Despreciar las palabras de las mujeres en el ámbito privado y en el público forma parte de nuestra cultura, de nuestro lenguaje, de nuestra historia. En el mundo clásico, parte de la educación de un hombre era aprender a controlar el discurso, imponiendo su autoridad frente a la voz femenina. “Quiero empezar por el principio mismo de la tradición literaria occidental, con el primer ejemplo documentado de un hombre diciéndole a una mujer ‘que se calle’, que su voz no había de ser escuchada en público. Me refiero a un momento inmortalizado al comienzo de la Odisea de Homero, hace casi 3.000 años”, escribe Mary Beard en el ensayo Mujeres y poder. Un manifiesto. Acude al primer canto, cuando Telémaco manda callar a Penélope, su madre, y la envía a casa a ocuparse de sus labores, “del telar y la rueca”.

Esa actitud desdeñosa pervive en numerosos comportamientos. Prosigue Mary Beard: “Se da el caso de que cuando los oyentes escuchan una voz femenina, no perciben connotación alguna de autoridad o más bien no han aprendido a oír autoridad en ella”.

La RAE no reconoció la autoridad de María Moliner cuando rechazó su candidatura en 1972. Moliner era la autora del Diccionario de uso del español, “el más completo, más útil, más acucioso y divertido de la lengua castellana (…), más de dos veces más largo que el de la Real Academia de la Lengua, y, a mi juicio, más de dos veces mejor descrito”, escribió Gabriel García Márquez. Antes de conocer la decisión de la Academia, la autora declaró con ironía: “Desde luego es una cosa indicada que un filólogo entre en la Academia y yo ya me echo fuera, pero si ese diccionario lo hubiera escrito un hombre, diría: ¡Pero y ese hombre cómo no está en la Academia!”.
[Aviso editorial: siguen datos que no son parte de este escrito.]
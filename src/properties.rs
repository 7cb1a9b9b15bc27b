//! [crate::properties] contains the basic building blocks of a [crate::lexicon::Lexicon]: synsets,
//! their literals and the typed relations between them.
pub use enumset::EnumSet;
use enumset::*;
use serde::{Deserialize, Serialize};
use std::{
    fmt::{Display, Formatter},
    str::FromStr,
};

use crate::error::WnError;

/// Grammatical category partitioning the synset space. VisDic encodes it as a one letter tag.
#[derive(EnumSetType, Debug, Default, PartialOrd, Ord, Hash, Serialize, Deserialize)]
#[enumset(serialize_repr = "list")]
pub enum PartOfSpeech {
    #[default]
    #[serde(rename = "n")]
    Noun,
    #[serde(rename = "v")]
    Verb,
    #[serde(rename = "a")]
    Adjective,
    #[serde(rename = "b")]
    Adverb,
}

impl PartOfSpeech {
    pub fn all() -> &'static [PartOfSpeech] {
        &[
            PartOfSpeech::Noun,
            PartOfSpeech::Verb,
            PartOfSpeech::Adjective,
            PartOfSpeech::Adverb,
        ]
    }

    /// The tag used inside `<POS>` elements.
    pub fn tag(&self) -> &'static str {
        match self {
            PartOfSpeech::Noun => "n",
            PartOfSpeech::Verb => "v",
            PartOfSpeech::Adjective => "a",
            PartOfSpeech::Adverb => "b",
        }
    }

    pub fn from_tag(tag: &str) -> Option<PartOfSpeech> {
        match tag {
            "n" => Some(PartOfSpeech::Noun),
            "v" => Some(PartOfSpeech::Verb),
            "a" => Some(PartOfSpeech::Adjective),
            "b" => Some(PartOfSpeech::Adverb),
            _ => None,
        }
    }

    pub fn name(&self) -> &'static str {
        match self {
            PartOfSpeech::Noun => "noun",
            PartOfSpeech::Verb => "verb",
            PartOfSpeech::Adjective => "adjective",
            PartOfSpeech::Adverb => "adverb",
        }
    }
}

impl Display for PartOfSpeech {
    fn fmt(&self, f: &mut Formatter) -> std::fmt::Result {
        write!(f, "{}", self.tag())
    }
}

/// Accepts both the VisDic tag (`n`) and the full name (`noun`).
impl FromStr for PartOfSpeech {
    type Err = WnError;

    fn from_str(s: &str) -> Result<Self, Self::Err> {
        PartOfSpeech::from_tag(s)
            .or_else(|| {
                PartOfSpeech::all()
                    .iter()
                    .copied()
                    .find(|pos| pos.name() == s)
            })
            .ok_or_else(|| WnError::Lookup(format!("Invalid POS '{s}'")))
    }
}

macro_rules! relation_types {
    ($($variant:ident => $name:literal),+ $(,)?) => {
        /// Type of an internal (ILR) relation edge. Relation names outside the known VisDic
        /// vocabulary are kept verbatim in [RelationType::Other].
        #[derive(Debug, Clone, PartialEq, Eq, PartialOrd, Ord, Hash, Serialize, Deserialize)]
        #[serde(from = "String", into = "String")]
        pub enum RelationType {
            $($variant,)+
            Other(String),
        }

        impl RelationType {
            pub fn as_str(&self) -> &str {
                match self {
                    $(RelationType::$variant => $name,)+
                    RelationType::Other(name) => name.as_str(),
                }
            }

            /// Every relation type with a fixed name.
            pub fn known() -> &'static [RelationType] {
                &[$(RelationType::$variant,)+]
            }
        }

        impl From<&str> for RelationType {
            fn from(name: &str) -> RelationType {
                match name {
                    $($name => RelationType::$variant,)+
                    other => RelationType::Other(other.to_string()),
                }
            }
        }
    };
}

relation_types! {
    Hypernym => "hypernym",
    Hyponym => "hyponym",
    HoloMember => "holo_member",
    MeroMember => "mero_member",
    HoloPart => "holo_part",
    MeroPart => "mero_part",
    HoloPortion => "holo_portion",
    MeroPortion => "mero_portion",
    RegionDomain => "region_domain",
    RegionMember => "region_member",
    UsageDomain => "usage_domain",
    UsageMember => "usage_member",
    CategoryDomain => "category_domain",
    CategoryMember => "category_member",
    NearAntonym => "near_antonym",
    Middle => "middle",
    VerbGroup => "verb_group",
    SimilarTo => "similar_to",
    AlsoSee => "also_see",
    BeInState => "be_in_state",
    EngDerivative => "eng_derivative",
    IsConsequentStateOf => "is_consequent_state_of",
    HasConsequentState => "has_consequent_state",
    IsPreparatoryPhaseOf => "is_preparatory_phase_of",
    HasPreparatoryPhase => "has_preparatory_phase",
    IsTelosOf => "is_telos_of",
    HasTelos => "has_telos",
    Subevent => "subevent",
    HasSubevent => "has_subevent",
    Causes => "causes",
    CausedBy => "caused_by",
}

impl RelationType {
    /// The relation added to the target synset when relations are inverted at load time.
    ///
    /// Only the "source" side of each pair inverts (hypernym yields hyponym, not the other way
    /// around), matching how VisDic resources record one direction and derive the other.
    pub fn inverse(&self) -> Option<RelationType> {
        use RelationType::*;
        match self {
            Hypernym => Some(Hyponym),
            HoloMember => Some(MeroMember),
            HoloPart => Some(MeroPart),
            HoloPortion => Some(MeroPortion),
            RegionDomain => Some(RegionMember),
            UsageDomain => Some(UsageMember),
            CategoryDomain => Some(CategoryMember),
            NearAntonym => Some(NearAntonym),
            Middle => Some(Middle),
            VerbGroup => Some(VerbGroup),
            SimilarTo => Some(SimilarTo),
            AlsoSee => Some(AlsoSee),
            BeInState => Some(BeInState),
            EngDerivative => Some(EngDerivative),
            IsConsequentStateOf => Some(HasConsequentState),
            IsPreparatoryPhaseOf => Some(HasPreparatoryPhase),
            IsTelosOf => Some(HasTelos),
            Subevent => Some(HasSubevent),
            Causes => Some(CausedBy),
            _ => None,
        }
    }

    pub fn is_known(&self) -> bool {
        !matches!(self, RelationType::Other(_))
    }
}

impl From<String> for RelationType {
    fn from(name: String) -> RelationType {
        RelationType::from(name.as_str())
    }
}

impl From<RelationType> for String {
    fn from(src: RelationType) -> String {
        src.as_str().to_string()
    }
}

impl FromStr for RelationType {
    type Err = std::convert::Infallible;

    fn from_str(s: &str) -> Result<Self, Self::Err> {
        Ok(RelationType::from(s))
    }
}

impl Display for RelationType {
    fn fmt(&self, f: &mut Formatter) -> std::fmt::Result {
        write!(f, "{}", self.as_str())
    }
}

/// A word sense: one word of a synset together with its sense number.
#[derive(Debug, Clone, Default, PartialEq, Eq, Serialize, Deserialize)]
pub struct Literal {
    pub word: String,
    /// Sense number as written in the source, so it survives a write/read cycle untouched.
    pub sense: String,
    pub lnote: String,
    pub nucleus: String,
}

impl Literal {
    pub fn new(word: impl Into<String>, sense: impl Into<String>) -> Self {
        Literal {
            word: word.into(),
            sense: sense.into(),
            ..Default::default()
        }
    }

    pub fn sense_number(&self) -> Option<u32> {
        self.sense.trim().parse().ok()
    }
}

impl Display for Literal {
    fn fmt(&self, f: &mut Formatter) -> std::fmt::Result {
        write!(f, "{}:{}", self.word, self.sense)
    }
}

/// Directed, typed edge to another synset of the same resource.
#[derive(Debug, Clone, PartialEq, Eq, Hash, Serialize, Deserialize)]
pub struct Relation {
    pub target: String,
    pub kind: RelationType,
}

impl Relation {
    pub fn new(target: impl Into<String>, kind: impl Into<RelationType>) -> Self {
        Relation {
            target: target.into(),
            kind: kind.into(),
        }
    }
}

/// Opaque resource-specific pointer (SUMO, ELR, ELR3, EKSZ, VFRAME). The query engine never
/// interprets these; they are carried so serialization loses nothing.
#[derive(Debug, Clone, Default, PartialEq, Eq, Hash, Serialize, Deserialize)]
pub struct Link {
    pub target: String,
    pub kind: String,
}

impl Link {
    pub fn new(target: impl Into<String>, kind: impl Into<String>) -> Self {
        Link {
            target: target.into(),
            kind: kind.into(),
        }
    }
}

/// A node of the semantic graph.
///
/// String fields that are optional in the VisDic schema (`definition`, `bcs`, `stamp`, ...) use
/// the empty string for "absent".
#[derive(Debug, Clone, Default, PartialEq, Eq, Serialize, Deserialize)]
pub struct Synset {
    pub id: String,
    /// PWN 3.0 synset id.
    pub id3: String,
    pub pos: PartOfSpeech,
    pub literals: Vec<Literal>,
    pub definition: String,
    pub relations: Vec<Relation>,
    pub bcs: String,
    pub stamp: String,
    pub domain: String,
    pub nl: String,
    pub tnl: String,
    pub usages: Vec<String>,
    pub snotes: Vec<String>,
    pub sumo: Vec<Link>,
    pub elrs: Vec<Link>,
    pub elrs3: Vec<Link>,
    pub eksz: Vec<Link>,
    pub vframes: Vec<Link>,
}

impl Synset {
    pub fn new(id: impl Into<String>, pos: PartOfSpeech) -> Self {
        Synset {
            id: id.into(),
            pos,
            ..Default::default()
        }
    }

    pub fn with_literal(mut self, word: impl Into<String>, sense: impl Into<String>) -> Self {
        self.literals.push(Literal::new(word, sense));
        self
    }

    pub fn with_relation(mut self, target: impl Into<String>, kind: impl Into<RelationType>) -> Self {
        self.relations.push(Relation::new(target, kind));
        self
    }

    pub fn with_definition(mut self, definition: impl Into<String>) -> Self {
        self.definition = definition.into();
        self
    }

    pub fn has_word(&self, word: &str) -> bool {
        self.literals.iter().any(|l| l.word == word)
    }

    /// Targets of all relations of the given type, in stored order.
    pub fn targets<'a>(&'a self, kind: &'a RelationType) -> impl Iterator<Item = &'a str> + 'a {
        self.relations
            .iter()
            .filter(move |r| &r.kind == kind)
            .map(|r| r.target.as_str())
    }

    /// `word:sense, word:sense, ...`
    pub fn literal_summary(&self) -> String {
        self.literals
            .iter()
            .map(|l| l.to_string())
            .collect::<Vec<String>>()
            .join(", ")
    }
}

/// `<id>  {<word>:<sense>, ...}  (<definition>)`, the one-line form used by the console.
impl Display for Synset {
    fn fmt(&self, f: &mut Formatter) -> std::fmt::Result {
        write!(
            f,
            "{}  {{{}}}  ({})",
            self.id,
            self.literal_summary(),
            self.definition
        )
    }
}
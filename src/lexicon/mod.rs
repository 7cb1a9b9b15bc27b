//! Lexicon module: the in-memory wordnet.
//!
//! # Module Organization
//!
//! - [`base`]: [`Lexicon`] itself, its statistics and the [`LexiconBuilder`] used by the loader
//! - [`graph`]: relation index and per-relation petgraph views
//!
//! ```rust
//! use wnxml::lexicon::{Lexicon, LexiconStats};
//! ```

mod base;
pub mod graph;


pub use base::{Lexicon, LexiconBuilder, LexiconStats, PosStats};
pub use graph::{RelationIndex, RelationSubGraph};
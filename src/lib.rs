//! # wnxml
//!
//! Load a WordNet-style lexicon stored in the BalkaNet/VisDic XML dialect, look up word senses and
//! traverse the typed relation graph between synsets.
//!
//! ## Overview
//!
//! A wordnet groups synonymous word senses into *synsets* and links synsets by semantic relations
//! (hypernym, hyponym, meronym, ...). wnxml reads the whole resource into memory once, builds a
//! literal index and a relation index alongside it, and answers queries such as "all hyponyms of
//! every sense of *kutya*, to depth 3" against the immutable result.
//!
//! ### Key Features
//!
//! - **Tolerant loading**: duplicate ids, dangling relation targets and invalid parts of speech are
//!   recorded as diagnostics instead of aborting the load
//! - **Cycle-safe traversal**: every walk of the relation graph carries a visited set
//! - **Lossless round-trip**: every resource-specific tag is preserved and text is escaped so that
//!   reading written XML reproduces the lexicon
//! - **Console**: the `wnquery` binary (feature `bin`) offers the classic dot-command query shell
//!
//! ## Architecture
//!
//! - **[`properties`]**: synsets, literals, relation types, parts of speech
//! - **[`codec`]**: XML reader (`load`) and writer (`write_synset`, `write_lexicon`)
//! - **[`lexicon`]**: the loaded resource and its indices
//! - **[`query`]**: traversals and graph measures over a lexicon
//! - **[`semfeatures`]**: semantic feature to synset mappings
//! - **[`commands`]**, **[`console`]**: console command grammar and execution
//! - **[`config`]**: console settings stored as TOML
//!
//! ## Quick Start
//!
//! ```rust
//! use wnxml::{codec::load, properties::{PartOfSpeech, RelationType}, query::QueryEngine};
//!
//! let lexicon = load(r#"<WNXML>
//! <SYNSET><ID>dog</ID><POS>n</POS><SYNONYM><LITERAL>kutya<SENSE>1</SENSE></LITERAL></SYNONYM><ILR>canine<TYPE>hypernym</TYPE></ILR></SYNSET>
//! <SYNSET><ID>canine</ID><POS>n</POS><SYNONYM><LITERAL>kutyaféle<SENSE>1</SENSE></LITERAL></SYNONYM></SYNSET>
//! </WNXML>"#)?;
//!
//! let engine = QueryEngine::new(&lexicon);
//! for trace in engine.resolve_query("kutya", PartOfSpeech::Noun, &RelationType::Hypernym, true, None)? {
//!     println!("{trace}");
//! }
//! // hypernym edges are inverted at load time
//! assert_eq!(lexicon.targets("canine", &RelationType::Hyponym), ["dog"]);
//! # Ok::<(), wnxml::WnError>(())
//! ```
//!
//! ## Features
//!
//! - **default**: library only
//! - **bin**: the `wnquery` command-line tool
//! - **readline**: line editing and history in the console

pub mod codec;
pub mod commands;
pub mod config;
pub mod console;
pub mod error;
pub mod lexicon;
pub mod properties;
pub mod query;
pub mod semfeatures;

pub use error::*;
Hay una escena de la película Siempre nos quedará mañana en la que el marido acude a un colegio electoral para agredir a Delia. Al verlo, las otras mujeres forman un muro protector y él, impotente, se marcha. El leitmotiv de la historia femenina ha sido la supervivencia. Sobrevivir hoy requiere potenciar nuestra voz, afinarla, proyectarla. Confiar en nuestra autoridad. Apoyarnos. En un homenaje a Moliner, Soledad Puértolas declaró que ésta “concibió la lengua como un sistema de solidaridad interna”. Es una hermosa imagen que podría transferirse a la solidaridad entre las mujeres, imprescindible para cuestionar qué significa la “voz de autoridad” y resignificarla.